Book Read Free

Attila: The Judgement

Page 46

by William Napier


  Knuckles added his own more light-hearted observation, somewhat coarse in nature, expressive of his suspicion that they were also far too intimate with their horses - an observation which had Tatullus threatening to clock him for impertinence before his commanding officer.

  Aëtius reined in sharply and gazed along the road north, his eyes narrowing. ‘Do you see dust?’

  ‘I’ve been watching it grow for the last half-league or so,’ said Arapovian calmly.

  Aëtius rounded on him. ‘Well, why didn’t you say, you damn fool?’

  Arapovian arched his fine black eyebrows at the master-general. ‘You didn’t ask.’

  These two ... As good a pair of soldiers as he’d ever had under his command, but they drove him to distraction.

  ‘Get back in line,’ he growled.

  The dust-cloud rose above the horizon. Aëtius sent out his fastest scouts to ride north along the hills on their right and report back with all speed. They returned within minutes.

  ‘Lancers, you say?’

  The scouts nodded, their horses foaming with sweat.

  ‘Easterners?’

  The scouts looked hesitant.

  ‘You’re scouts, damn you!’ roared Tatullus in their startled faces. ‘Didn’t you use your eyes?’

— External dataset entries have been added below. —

pub mod app_state;
pub mod datastore;
pub mod datetime;
pub mod editor;
pub mod filter;
pub mod interaction;
pub mod layout;
pub mod task;
pub mod video;

#[cfg(feature = "cli")]
pub mod cli;
#[cfg(feature = "cli")]
pub mod commands;
#[cfg(feature = "cli")]
pub mod config;
#[cfg(feature = "cli")]
pub mod render;

#[cfg(feature = "cli")]
use std::ffi::OsString;

#[cfg(feature = "cli")]
use anyhow::Context;
#[cfg(feature = "cli")]
use clap::Parser;
#[cfg(feature = "cli")]
use tracing::{
  debug,
  info
};

#[cfg(feature = "cli")]
#[tracing::instrument(skip_all)]
pub fn run(
  raw_args: Vec<OsString>
) -> anyhow::Result<()> {
  let pre =
    cli::preprocess_args(&raw_args);
  let cli = cli::GlobalCli::parse_from(
    pre.cleaned_args
  );

  cli::init_tracing(
    cli.verbose,
    cli.quiet
  )?;

  info!(
    verbose = cli.verbose,
    quiet = cli.quiet,
    "starting planner CLI"
  );
  debug!(?pre.rc_overrides, "preprocessed rc overrides");

  let mut cfg = config::Config::load(
    cli.config.as_deref()
  )?;
  cfg.apply_overrides(
    pre.rc_overrides.into_iter().chain(
      cli
        .rc_overrides
        .into_iter()
        .map(|kv| (kv.key, kv.value))
    )
  );

  let data_dir =
    config::resolve_data_dir(
      &cfg,
      cli.data.as_deref()
    )
    .context(
      "failed to resolve data \
       directory"
    )?;

  let storage =
    datastore::FileStorage::open(
      &data_dir
    )
    .with_context(|| {
      format!(
        "failed to open task snapshot \
         in {}",
        data_dir.display()
      )
    })?;

  let today =
    chrono::Local::now().date_naive();
  let filters = cfg
    .default_filters()
    .context("invalid filter defaults")?;
  let mut state =
    app_state::PlannerState::new(
      datastore::TaskStore::open(storage),
      filters,
      today
    );

  let renderer =
    render::Renderer::new(&cfg);

  commands::dispatch(
    &mut state,
    &renderer,
    cli.command,
    today
  )?;

  info!("done");
  Ok(())
}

  ‘I think they were easterners,’ said a scout nervously. ‘They had black moustaches, a lot of them.’

  ‘Moustaches,’ growled Aëtius. ‘We’re planning our campaign around bloody moustaches. You,’ - he glared at the scouts - ‘into line. And bring me better intelligence next time.’

  ‘Sir!’

  Aëtius regarded his colleagues.

  ‘It can only be one thing,’ said Germanus.

  ‘I agree.’ Aëtius looked grim. ‘That moustachioed, yellow-bellied runaway Sangiban fleeing from Aureliana. Which means we know precisely where the enemy is now.’

  ‘And Aureliana is entirely undefended.’

  ‘The last milestone said sixteen miles. We’ll be there in two hours. Meanwhile, we must first persuade Sangiban of the error of his ways. Bring up the Moorish Horse!’

  In moments the five hundred splendid African cavalrymen had appeared under their commander Victorius, a prince of Mauretania.

  ‘Take those hills,’ said Aëtius, indicating the ridge to the north-east. ‘Don’t trouble about concealment - in fact, make sure you’re seen. There’s a column of Alan lancers coming down the road, and I don’t want them thinking they can turn tail and run. I want them to think they’re surrounded. Yes?’

  ‘Yes, sir.’

  The Moors on their white chargers went coursing away across the meadows and up the low green hills, their white camel-hair cloaks flowing in the wind.

  Sangiban cursed in the name of Ahura Mazda the moment he realised there was a column ahead on the road, and cursed again when he gave the order to turn round and one of his commanders pointed out to him that there were more horsemen occupying the ridge all along their left flank and behind.

  Sangiban adopted a fixed smile, and rode forward to greet the new arrivals.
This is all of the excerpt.